Nous Européens devons adopter le modèle rhénan du capitalisme (comme nous l'enjoint Michel Albert dans Capitalisme contre capitalisme), car ce modèle, malgré ses insuffisances, porte quand même en lui la volonté de parier sur l'éducation, d'investir dans la recherche et dans la formation, parce qu'il
lie le passé au futur grâce à l'épargne de ses citoyens. En germe, cette forme incomplète de capitalisme génèrera la puissance,précisément parce qu'elle conserve des formes qui ne sont pas libérales: rigueur de l'enseignement et de la formation, qui ne sont possibles que si l'on ne se laisse pas aveugler par le profit à court terme, tare du libéralisme.

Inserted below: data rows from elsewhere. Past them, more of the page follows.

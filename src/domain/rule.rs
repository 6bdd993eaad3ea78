//! Pluggable analysis rules.
//!
//! A rule scores one aspect of a stock on a 0-100 scale from a
//! [`RuleContext`]. The engine combines rule scores by weight; rules with
//! zero weight are informational only.

use crate::domain::error::StockpickError;
use crate::domain::market::Market;
use crate::domain::technical::TechnicalSnapshot;
use serde::{Deserialize, Serialize};

/// Financial indicators for one company. Missing values are `None`.
#[derive(Debug, Clone, Default, PartialEq, Serialize, Deserialize)]
pub struct Fundamentals {
    pub roe: Option<f64>,
    pub pe: Option<f64>,
    pub pb: Option<f64>,
    pub debt_ratio: Option<f64>,
    pub gross_margin: Option<f64>,
    pub dividend_yield: Option<f64>,
    pub revenue_growth: Option<f64>,
    pub profit_growth: Option<f64>,
    pub market_cap_billion: Option<f64>,
    /// Number of financial indicators the data source returned.
    pub indicator_count: usize,
    pub has_valuation: bool,
    pub has_forecast: bool,
    pub industry: String,
}

/// News sentiment aggregate.
#[derive(Debug, Clone, PartialEq, Serialize, Deserialize)]
pub struct Sentiment {
    /// Overall polarity in [-1, 1].
    pub overall: f64,
    /// Confidence in [0, 1].
    pub confidence: f64,
    pub total_analyzed: u32,
    pub trend: String,
}

impl Default for Sentiment {
    fn default() -> Self {
        Self {
            overall: 0.0,
            confidence: 0.0,
            total_analyzed: 0,
            trend: "neutral".to_string(),
        }
    }
}

#[derive(Debug, Clone)]
pub struct RuleContext {
    pub code: String,
    pub name: String,
    pub market: Market,
    pub technical: TechnicalSnapshot,
    pub fundamentals: Fundamentals,
    pub sentiment: Sentiment,
}

#[derive(Debug, Clone, PartialEq, Serialize, Deserialize)]
pub struct RuleOutcome {
    pub score: f64,
    pub details: String,
}

impl RuleOutcome {
    /// Build an outcome with the score clamped to [0, 100].
    pub fn clamped(score: f64, details: impl Into<String>) -> Self {
        Self {
            score: score.clamp(0.0, 100.0),
            details: details.into(),
        }
    }
}

#[derive(Debug, Clone, PartialEq, Serialize, Deserialize)]
pub struct RuleInfo {
    pub id: String,
    pub name: String,
    pub description: String,
    pub weight: f64,
}

pub trait AnalysisRule: Send + Sync {
    fn id(&self) -> &str;

    fn name(&self) -> &str;

    fn description(&self) -> &str {
        ""
    }

    /// Default weight in the comprehensive score.
    fn weight(&self) -> f64 {
        1.0
    }

    fn evaluate(&self, ctx: &RuleContext) -> Result<RuleOutcome, StockpickError>;

    fn info(&self) -> RuleInfo {
        RuleInfo {
            id: self.id().to_string(),
            name: self.name().to_string(),
            description: self.description().to_string(),
            weight: self.weight(),
        }
    }
}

Concrètement, lutter contre l'américanisme aujourd'hui, c'est soutenir toutes les politiques qui visent le renforcement de l'épargne des ménages, l'investissement massif dans la recherche et dans l'éducation, l'euro-centrage de nos énergies. Car alors nous aurons les armes qu'il faudra pour contenir les folies américaines au-delà de l'Atlantique. Et pour laisser, là-bas où le soleil se couche, l'anomalie historique américaine imploser, lentement mais sûrement.
Robert Steuckers
Source: http://robertsteuckers.blogspot.fr/2012/09/pourquoi-faut-...
Note du C.N.C: Bien que nous soyons plutôt favorable au socialisme qu'à n'importe quelle forme de capitalisme, y compris rhénan, nous jugeons secondaire cet aspect du texte de M. Steuckers dont la pertinence est totale sur la question "américaine".